Burkina Faso : le nouveau Parlement fait son entrée

Le Gouvernement du Burkina-Faso dirigé par le Premier ministre Luc Adolphe Tiao a démissionné, jeudi 27 décembre. Cela fait suite aux élections législatives du 2 décembre dernier très largement remportées par le parti au pouvoir, le Congrès pour la démocratie et le progrès qui a obtenu la majorité absolue à l’Assemblée nationale avec 97 sièges sur 127 devant l’opposition de l’Union pour le progrès et le changement (UPC) de Zéphirin Diabré, ex-ministre des Finances de Blaise Compaoré.

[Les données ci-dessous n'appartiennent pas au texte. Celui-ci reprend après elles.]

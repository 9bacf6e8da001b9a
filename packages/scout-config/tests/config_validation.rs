use std::{
	env, fs,
	path::PathBuf,
	sync::atomic::{AtomicU64, Ordering},
	time::{SystemTime, UNIX_EPOCH},
};

use toml::Value;

use scout_config::{Config, Error};

const SAMPLE_CONFIG_TEMPLATE_TOML: &str = include_str!("fixtures/sample_config.template.toml");

fn sample_with(section: &str, key: &str, value: Value) -> String {
	let mut root: Value =
		toml::from_str(SAMPLE_CONFIG_TEMPLATE_TOML).expect("Failed to parse template config.");
	let mut table = root.as_table_mut().expect("Template config must be a table.");

	for part in section.split('.') {
		table = table
			.get_mut(part)
			.and_then(Value::as_table_mut)
			.unwrap_or_else(|| panic!("Template config must include [{section}]."));
	}

	table.insert(key.to_string(), value);

	toml::to_string(&root).expect("Failed to render template config.")
}

fn write_temp_config(payload: String) -> PathBuf {
	static COUNTER: AtomicU64 = AtomicU64::new(0);

	let nanos = SystemTime::now()
		.duration_since(UNIX_EPOCH)
		.expect("System time must be valid.")
		.as_nanos();
	let ordinal = COUNTER.fetch_add(1, Ordering::SeqCst);
	let pid = std::process::id();
	let mut path = env::temp_dir();

	path.push(format!("scout_config_test_{nanos}_{pid}_{ordinal}.toml"));

	fs::write(&path, payload).expect("Failed to write test config.");

	path
}

fn load_payload(payload: String) -> scout_config::Result<Config> {
	let path = write_temp_config(payload);
	let result = scout_config::load(&path);

	fs::remove_file(&path).expect("Failed to remove test config.");

	result
}

fn expect_validation(payload: String, expected: &str) {
	let err = load_payload(payload).expect_err("Expected validation error.");

	assert!(matches!(err, Error::Validation { .. }), "Unexpected error kind: {err:?}");

	let message = err.to_string();

	assert!(message.contains(expected), "Unexpected error message: {message}");
}

#[test]
fn sample_config_loads() {
	let cfg = load_payload(SAMPLE_CONFIG_TEMPLATE_TOML.to_string())
		.expect("Sample config should load.");

	assert_eq!(cfg.engine.vector_dim, 1_024);
	assert_eq!(cfg.engine.query_timeout_ms, 5_000);
	assert_eq!(cfg.search.default_limit, 10);
	assert_eq!(cfg.engine.parameters.values.len(), 2);
}

#[test]
fn optional_sections_fall_back_to_defaults() {
	let mut root: Value =
		toml::from_str(SAMPLE_CONFIG_TEMPLATE_TOML).expect("Failed to parse template config.");
	let table = root.as_table_mut().expect("Template config must be a table.");

	table.remove("search");
	table.remove("ranking");
	table.remove("indexing");

	let cfg = load_payload(toml::to_string(&root).expect("Failed to render config."))
		.expect("Config without optional sections should load.");

	assert_eq!(cfg.search.default_limit, 10);
	assert_eq!(cfg.ranking.semantic_weight, 0.6);
	assert_eq!(cfg.ranking.keyword_weight, 0.4);
	assert_eq!(cfg.indexing.batch_size, 10);
}

#[test]
fn embedding_dimensions_must_match_vector_dim() {
	expect_validation(
		sample_with("providers.embedding", "dimensions", Value::Integer(512)),
		"providers.embedding.dimensions must match engine.vector_dim.",
	);
}

#[test]
fn parameter_source_must_be_known() {
	expect_validation(
		sample_with("engine.parameters", "source", Value::String("vault".to_string())),
		"engine.parameters.source must be one of env or static.",
	);
}

#[test]
fn weights_must_be_in_unit_range() {
	expect_validation(
		sample_with("ranking", "semantic_weight", Value::Float(1.5)),
		"ranking.semantic_weight must be in the range 0.0-1.0.",
	);
}

#[test]
fn weights_must_not_both_be_zero() {
	let payload = sample_with("ranking", "semantic_weight", Value::Float(0.0));
	let mut root: Value = toml::from_str(&payload).expect("Failed to parse config.");

	root.get_mut("ranking")
		.and_then(Value::as_table_mut)
		.expect("Config must include [ranking].")
		.insert("keyword_weight".to_string(), Value::Float(0.0));

	expect_validation(
		toml::to_string(&root).expect("Failed to render config."),
		"must not both be zero",
	);
}

#[test]
fn batch_size_is_bounded() {
	expect_validation(
		sample_with("indexing", "batch_size", Value::Integer(5_000)),
		"indexing.batch_size must be in the range 1-100.",
	);
}

#[test]
fn default_limit_cannot_exceed_max_limit() {
	expect_validation(
		sample_with("search", "default_limit", Value::Integer(500)),
		"search.default_limit must be in the range 1-search.max_limit.",
	);
}

#[test]
fn stack_id_must_be_non_empty() {
	expect_validation(
		sample_with("engine", "stack_id", Value::String("  ".to_string())),
		"engine.stack_id must be non-empty.",
	);
}

#[test]
fn blank_static_parameters_are_dropped() {
	let cfg = load_payload(sample_with(
		"engine.parameters.values",
		"/dev/search/cert",
		Value::String("   ".to_string()),
	))
	.expect("Config should load.");

	assert!(!cfg.engine.parameters.values.contains_key("/dev/search/cert"));
}

#[test]
fn missing_file_reports_path() {
	let path = env::temp_dir().join("scout_config_missing_file.toml");
	let err = scout_config::load(&path).expect_err("Expected read error.");

	assert!(matches!(err, Error::ReadConfig { .. }));
}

Le Premier ministre Luc Adolphe Tiao a démissionné. Cela fait suite aux élections législatives du 2 décembre dernier très largement remportées par le parti au pouvoir, le Congrès pour la démocratie et le progrès qui a obtenu la majorité absolue à l’Assemblée nationale avec 97 sièges sur 127 devant l’opposition de l’Union pour le progrès et le changement (UPC) de Zéphirin Diabré, ex-ministre des Finances de Blaise Compaoré.

Cette démission du gouvernement se fait « conformément aux dispositions de l’article 159 du Code électoral, la nouvelle Assemblée se réunit de plein droit, sept (7) jours après la proclamation des résultats par le Conseil Constitutionnel. En application des dispositions de l’article 162 alinéa 1 du règlement de l’Assemblée nationale, les élus de la Vème législature sont convoqués le vendredi 28 décembre 2012 ».

Luc Adolphe Tiao élu député

Les élections législatives du 2 décembre se sont déroulées sans problème apparent. La participation a été très élevée, par rapport au scrutin de 2010, de l’ordre de 74%. Un intérêt des électeurs qui serait dopé par le nouveau système de vote : « On peut prendre en compte tous les événements que nous avons connu en 2011 qui traduisent une forte demande de changement. Mais il y a sans doute aussi le rôle du système biométrique qui a suscité des espoirs. Beaucoup de citoyens ont cru qu’avec ce système-là, les élections allaient désormais être transparentes, crédibles », confie à RFI enseignant-chercheur à l’université de Ouagadougou.

Luc Adolphe Tiao ne quitte pas définitivement la politique. L’ex-Premier ministre a été élu député lors des élections législatives du 2 décembre. Comme tous les autres parlementaires, il sera amené à s’exprimer devant l’Assemblée nationale du Burkina Faso. Avant de prendre ses nouvelles fonctions, le désormais ancien chef du gouvernement a tenu à « exprimer sa profonde gratitude pour la confiance accordée à sa personne ». Luc Adolphe Tiao réitère aussi « son entière disponibilité à toujours travailler » aux côtés du président Blaise Compaoré.